**Activity:**
Search the data below, and report every line in which "request" occurs.

**Stored data entries:**
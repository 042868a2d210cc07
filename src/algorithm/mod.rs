//! Surveillance algorithms
//!
//! Aggregation into weekly series, the three detectors, per-method
//! interpretation, data-quality evaluation and ensemble consensus, plus the
//! pipeline that runs them in order.

pub mod aggregation;
pub mod consensus;
pub mod detection;
pub mod interpretation;
pub mod pipeline;
pub mod quality;

pub use aggregation::WeeklyAggregator;
pub use consensus::reach_consensus;
pub use detection::{CusumDetector, Detector, EwmaDetector, FarringtonDetector, run_methods};
pub use interpretation::interpret;
pub use pipeline::{SurveillancePipeline, SurveillanceReport};
//! One-sided upper CUSUM chart (Page, 1954)
//!
//! `S_t = max(0, S_{t-1} + (x_t - mean) / std - k)` with mean and std from the
//! rolling baseline preceding each week. A week is flagged when `S_t > h`.
//! The sum is not reset after a signal, so a sustained shift keeps alerting.

use crate::algorithm::detection::Detector;
use crate::algorithm::detection::baseline::{HistoryWeek, RollingBaseline};
use crate::config::SurveillanceConfig;
use crate::models::{Method, MethodPoint, MethodResult, MethodStatus, WeeklySeries};
use crate::parameters::CusumConfig;

/// CUSUM detector for one request
#[derive(Debug, Clone)]
pub struct CusumDetector {
    params: CusumConfig,
    config: SurveillanceConfig,
}

impl CusumDetector {
    /// Detector with resolved parameters
    #[must_use]
    pub fn new(params: CusumConfig, config: SurveillanceConfig) -> Self {
        Self { params, config }
    }
}

impl Detector for CusumDetector {
    fn detect(&self, series: &WeeklySeries) -> MethodResult {
        let CusumConfig { baseline_n, k, h } = self.params;
        let mut baseline = RollingBaseline::new(baseline_n, &self.config);
        let mut sum = 0.0_f64;
        let mut points = Vec::with_capacity(series.len());

        for (index, bucket) in series.buckets.iter().enumerate() {
            let Some(rate) = bucket.rate else {
                points.push(MethodPoint::unevaluated(bucket.week, sum, bucket.n));
                continue;
            };

            let point = match baseline.current(&self.config) {
                Some(b) => {
                    sum = (sum + (rate - b.mean) / b.std - k).max(0.0);
                    MethodPoint::evaluated(bucket.week, sum, h, bucket.n)
                }
                None => MethodPoint::unevaluated(bucket.week, sum, bucket.n),
            };
            baseline.record(
                HistoryWeek {
                    index,
                    rate,
                    n: bucket.n,
                },
                point.alert,
            );
            points.push(point);
        }

        MethodResult::from_points(Method::Cusum, points, MethodStatus::InsufficientData)
    }
}
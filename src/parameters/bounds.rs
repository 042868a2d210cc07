//! Safety rails for detector parameters
//!
//! Every tunable field has a fixed `[min, max]` range. Presets must sit
//! inside it and user overrides are clamped into it.

use std::fmt;
use std::str::FromStr;

use serde::{Deserialize, Serialize};

use crate::parameters::SensitivityConfig;

/// Inclusive range for one parameter
#[derive(Debug, Clone, Copy, PartialEq, Serialize, Deserialize)]
pub struct Range {
    /// Smallest allowed value
    pub min: f64,
    /// Largest allowed value
    pub max: f64,
}

impl Range {
    const fn new(min: f64, max: f64) -> Self {
        Self { min, max }
    }

    /// Whether `value` lies in the range
    #[must_use]
    pub fn contains(&self, value: f64) -> bool {
        (self.min..=self.max).contains(&value)
    }

    /// Nearest value inside the range
    #[must_use]
    pub fn clamp(&self, value: f64) -> f64 {
        value.clamp(self.min, self.max)
    }
}

/// The eight tunable detector parameters
#[derive(Debug, Clone, Copy, PartialEq, Eq, PartialOrd, Ord, Hash, Serialize, Deserialize)]
pub enum ParameterField {
    /// EWMA smoothing factor
    #[serde(rename = "ewmaLambda")]
    EwmaLambda,
    /// EWMA control-limit width in baseline standard deviations
    #[serde(rename = "ewmaL")]
    EwmaL,
    /// EWMA rolling baseline length in weeks
    #[serde(rename = "ewmaBaselineN")]
    EwmaBaselineN,
    /// CUSUM rolling baseline length in weeks
    #[serde(rename = "cusumBaselineN")]
    CusumBaselineN,
    /// CUSUM slack in baseline standard deviations
    #[serde(rename = "cusumK")]
    CusumK,
    /// CUSUM decision threshold in baseline standard deviations
    #[serde(rename = "cusumH")]
    CusumH,
    /// Historical weeks required by the Farrington-style comparison
    #[serde(rename = "farringtonBaselineWeeks")]
    FarringtonBaselineWeeks,
    /// z-score threshold of the Farrington-style comparison
    #[serde(rename = "farringtonZ")]
    FarringtonZ,
}

impl ParameterField {
    /// Every field, in a fixed order
    pub const ALL: [Self; 8] = [
        Self::EwmaLambda,
        Self::EwmaL,
        Self::EwmaBaselineN,
        Self::CusumBaselineN,
        Self::CusumK,
        Self::CusumH,
        Self::FarringtonBaselineWeeks,
        Self::FarringtonZ,
    ];

    /// Name used by callers and in audit output
    #[must_use]
    pub const fn name(self) -> &'static str {
        match self {
            Self::EwmaLambda => "ewmaLambda",
            Self::EwmaL => "ewmaL",
            Self::EwmaBaselineN => "ewmaBaselineN",
            Self::CusumBaselineN => "cusumBaselineN",
            Self::CusumK => "cusumK",
            Self::CusumH => "cusumH",
            Self::FarringtonBaselineWeeks => "farringtonBaselineWeeks",
            Self::FarringtonZ => "farringtonZ",
        }
    }

    /// Whether the field counts weeks
    #[must_use]
    pub const fn is_integer(self) -> bool {
        matches!(
            self,
            Self::EwmaBaselineN | Self::CusumBaselineN | Self::FarringtonBaselineWeeks
        )
    }

    /// Allowed range of the field
    #[must_use]
    pub const fn bounds(self) -> Range {
        match self {
            Self::EwmaLambda => BOUNDS.ewma_lambda,
            Self::EwmaL => BOUNDS.ewma_l,
            Self::EwmaBaselineN => BOUNDS.ewma_baseline_n,
            Self::CusumBaselineN => BOUNDS.cusum_baseline_n,
            Self::CusumK => BOUNDS.cusum_k,
            Self::CusumH => BOUNDS.cusum_h,
            Self::FarringtonBaselineWeeks => BOUNDS.farrington_baseline_weeks,
            Self::FarringtonZ => BOUNDS.farrington_z,
        }
    }

    /// Current value of the field in a configuration
    #[must_use]
    pub fn get(self, config: &SensitivityConfig) -> f64 {
        match self {
            Self::EwmaLambda => config.ewma.lambda,
            Self::EwmaL => config.ewma.l,
            Self::EwmaBaselineN => config.ewma.baseline_n as f64,
            Self::CusumBaselineN => config.cusum.baseline_n as f64,
            Self::CusumK => config.cusum.k,
            Self::CusumH => config.cusum.h,
            Self::FarringtonBaselineWeeks => config.farrington.baseline_weeks as f64,
            Self::FarringtonZ => config.farrington.z,
        }
    }

    /// Write a value, already inside the bounds, into a configuration
    pub fn set(self, config: &mut SensitivityConfig, value: f64) {
        let weeks = || value.round().max(0.0) as usize;
        match self {
            Self::EwmaLambda => config.ewma.lambda = value,
            Self::EwmaL => config.ewma.l = value,
            Self::EwmaBaselineN => config.ewma.baseline_n = weeks(),
            Self::CusumBaselineN => config.cusum.baseline_n = weeks(),
            Self::CusumK => config.cusum.k = value,
            Self::CusumH => config.cusum.h = value,
            Self::FarringtonBaselineWeeks => config.farrington.baseline_weeks = weeks(),
            Self::FarringtonZ => config.farrington.z = value,
        }
    }
}

impl fmt::Display for ParameterField {
    fn fmt(&self, f: &mut fmt::Formatter<'_>) -> fmt::Result {
        f.write_str(self.name())
    }
}

impl FromStr for ParameterField {
    type Err = String;

    /// Accepts the camelCase names plus snake_case and dotted spellings
    /// (`ewma_lambda`, `ewma.lambda`).
    fn from_str(s: &str) -> Result<Self, Self::Err> {
        let folded: String = s
            .chars()
            .filter(|c| c.is_ascii_alphanumeric())
            .collect::<String>()
            .to_ascii_lowercase();

        Self::ALL
            .into_iter()
            .find(|field| field.name().to_ascii_lowercase() == folded)
            .ok_or_else(|| format!("Unknown parameter: {s}"))
    }
}

/// Bounds for every tunable field
#[derive(Debug, Clone, Copy, PartialEq, Serialize, Deserialize)]
#[serde(rename_all = "camelCase")]
pub struct ParameterBounds {
    /// EWMA lambda
    pub ewma_lambda: Range,
    /// EWMA L
    pub ewma_l: Range,
    /// EWMA baseline weeks
    pub ewma_baseline_n: Range,
    /// CUSUM baseline weeks
    pub cusum_baseline_n: Range,
    /// CUSUM k
    pub cusum_k: Range,
    /// CUSUM h
    pub cusum_h: Range,
    /// Farrington historical weeks
    pub farrington_baseline_weeks: Range,
    /// Farrington z
    pub farrington_z: Range,
}

/// Process-wide parameter bounds
pub const BOUNDS: ParameterBounds = ParameterBounds {
    ewma_lambda: Range::new(0.10, 0.50),
    ewma_l: Range::new(2.0, 4.0),
    ewma_baseline_n: Range::new(4.0, 52.0),
    cusum_baseline_n: Range::new(4.0, 52.0),
    cusum_k: Range::new(0.10, 1.00),
    cusum_h: Range::new(2.0, 10.0),
    farrington_baseline_weeks: Range::new(4.0, 26.0),
    farrington_z: Range::new(1.5, 3.5),
};

/// Whether every field of `config` lies inside its bounds
#[must_use]
pub fn within_bounds(config: &SensitivityConfig) -> bool {
    ParameterField::ALL
        .into_iter()
        .all(|field| field.bounds().contains(field.get(config)))
}
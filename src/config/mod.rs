//! Engine configuration
//!
//! Process-level knobs for the surveillance pipeline. Detector tuning is
//! not here: it is resolved per request into a
//! [`SensitivityConfig`](crate::parameters::SensitivityConfig).

use std::fmt;
use std::str::FromStr;

use crate::utils::logging::log_warning;

/// Prefix of the environment variables read by [`SurveillanceConfig::from_env`]
pub const ENV_PREFIX: &str = "LAB_SURVEILLANCE_";

/// Configuration for the surveillance pipeline
#[derive(Debug, Clone, PartialEq)]
pub struct SurveillanceConfig {
    /// Fewest usable preceding weeks before EWMA/CUSUM emit a control limit
    pub min_baseline_weeks: usize,
    /// Absolute floor for any baseline standard deviation
    pub sigma_floor: f64,
    /// Floor baseline standard deviations at the binomial `sqrt(p(1-p)/n)`
    pub use_binomial_floor: bool,
    /// Leave weeks a detector has flagged out of its later baselines
    pub exclude_signal_weeks: bool,
    /// Half width, in weeks, of the same-season window for historical comparison
    pub seasonal_half_window: u32,
    /// Whether to run methods and strata in parallel
    pub use_parallel: bool,
}

impl Default for SurveillanceConfig {
    fn default() -> Self {
        Self {
            min_baseline_weeks: 4,
            sigma_floor: 1e-3,
            use_binomial_floor: true,
            exclude_signal_weeks: true,
            seasonal_half_window: 3,
            use_parallel: true,
        }
    }
}

impl SurveillanceConfig {
    /// Create a new configuration with default values
    #[must_use]
    pub fn new() -> Self {
        Self::default()
    }

    /// Create a new builder for constructing the configuration
    #[must_use]
    pub fn builder() -> SurveillanceConfigBuilder {
        SurveillanceConfigBuilder::new()
    }

    /// Defaults overlaid with `LAB_SURVEILLANCE_*` environment variables.
    ///
    /// Unparseable values are ignored with a warning.
    #[must_use]
    pub fn from_env() -> Self {
        Self::from_lookup(|name| std::env::var(name).ok())
    }

    /// Defaults overlaid with values from an arbitrary variable lookup
    #[must_use]
    pub fn from_lookup(lookup: impl Fn(&str) -> Option<String>) -> Self {
        let mut config = Self::default();
        let read = |suffix: &str| lookup(&format!("{ENV_PREFIX}{suffix}"));

        if let Some(v) = parse_var::<usize>("MIN_BASELINE_WEEKS", read("MIN_BASELINE_WEEKS")) {
            config.min_baseline_weeks = v.max(2);
        }
        if let Some(v) = parse_var::<f64>("SIGMA_FLOOR", read("SIGMA_FLOOR")) {
            if v.is_finite() && v > 0.0 {
                config.sigma_floor = v;
            }
        }
        if let Some(v) = parse_var::<bool>("BINOMIAL_FLOOR", read("BINOMIAL_FLOOR")) {
            config.use_binomial_floor = v;
        }
        if let Some(v) = parse_var::<bool>("EXCLUDE_SIGNAL_WEEKS", read("EXCLUDE_SIGNAL_WEEKS")) {
            config.exclude_signal_weeks = v;
        }
        if let Some(v) = parse_var::<u32>("SEASONAL_HALF_WINDOW", read("SEASONAL_HALF_WINDOW")) {
            config.seasonal_half_window = v.min(8);
        }
        if let Some(v) = parse_var::<bool>("PARALLEL", read("PARALLEL")) {
            config.use_parallel = v;
        }

        config
    }
}

fn parse_var<T: FromStr>(name: &str, raw: Option<String>) -> Option<T> {
    let raw = raw?;
    match raw.trim().parse::<T>() {
        Ok(value) => Some(value),
        Err(_) => {
            log_warning(&format!("Ignoring {ENV_PREFIX}{name}={raw}: not a valid value"), None);
            None
        }
    }
}

impl fmt::Display for SurveillanceConfig {
    fn fmt(&self, f: &mut fmt::Formatter<'_>) -> fmt::Result {
        writeln!(f, "Surveillance Configuration:")?;
        writeln!(f, "  Minimum Baseline Weeks: {}", self.min_baseline_weeks)?;
        writeln!(f, "  Sigma Floor: {}", self.sigma_floor)?;
        writeln!(f, "  Binomial Floor: {}", self.use_binomial_floor)?;
        writeln!(f, "  Exclude Signal Weeks: {}", self.exclude_signal_weeks)?;
        writeln!(f, "  Seasonal Half Window: ±{} weeks", self.seasonal_half_window)?;
        writeln!(f, "  Parallel: {}", self.use_parallel)
    }
}

/// Builder for constructing the surveillance configuration
#[derive(Debug, Clone, Default)]
pub struct SurveillanceConfigBuilder {
    config: SurveillanceConfig,
}

impl SurveillanceConfigBuilder {
    /// Create a new builder with default configuration
    #[must_use]
    pub fn new() -> Self {
        Self::default()
    }

    /// Set the minimum number of baseline weeks
    #[must_use]
    pub const fn min_baseline_weeks(mut self, weeks: usize) -> Self {
        self.config.min_baseline_weeks = weeks;
        self
    }

    /// Set the absolute standard deviation floor
    #[must_use]
    pub const fn sigma_floor(mut self, floor: f64) -> Self {
        self.config.sigma_floor = floor;
        self
    }

    /// Set whether to apply the binomial standard deviation floor
    #[must_use]
    pub const fn use_binomial_floor(mut self, enabled: bool) -> Self {
        self.config.use_binomial_floor = enabled;
        self
    }

    /// Set whether flagged weeks are excluded from later baselines
    #[must_use]
    pub const fn exclude_signal_weeks(mut self, enabled: bool) -> Self {
        self.config.exclude_signal_weeks = enabled;
        self
    }

    /// Set the same-season window half width
    #[must_use]
    pub const fn seasonal_half_window(mut self, weeks: u32) -> Self {
        self.config.seasonal_half_window = weeks;
        self
    }

    /// Set whether to use parallel processing
    #[must_use]
    pub const fn use_parallel(mut self, parallel: bool) -> Self {
        self.config.use_parallel = parallel;
        self
    }

    /// Build the configuration
    #[must_use]
    pub const fn build(self) -> SurveillanceConfig {
        self.config
    }
}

**Exercise response:**
/// CUSUM detector for one request
//! not here: it is resolved per request into a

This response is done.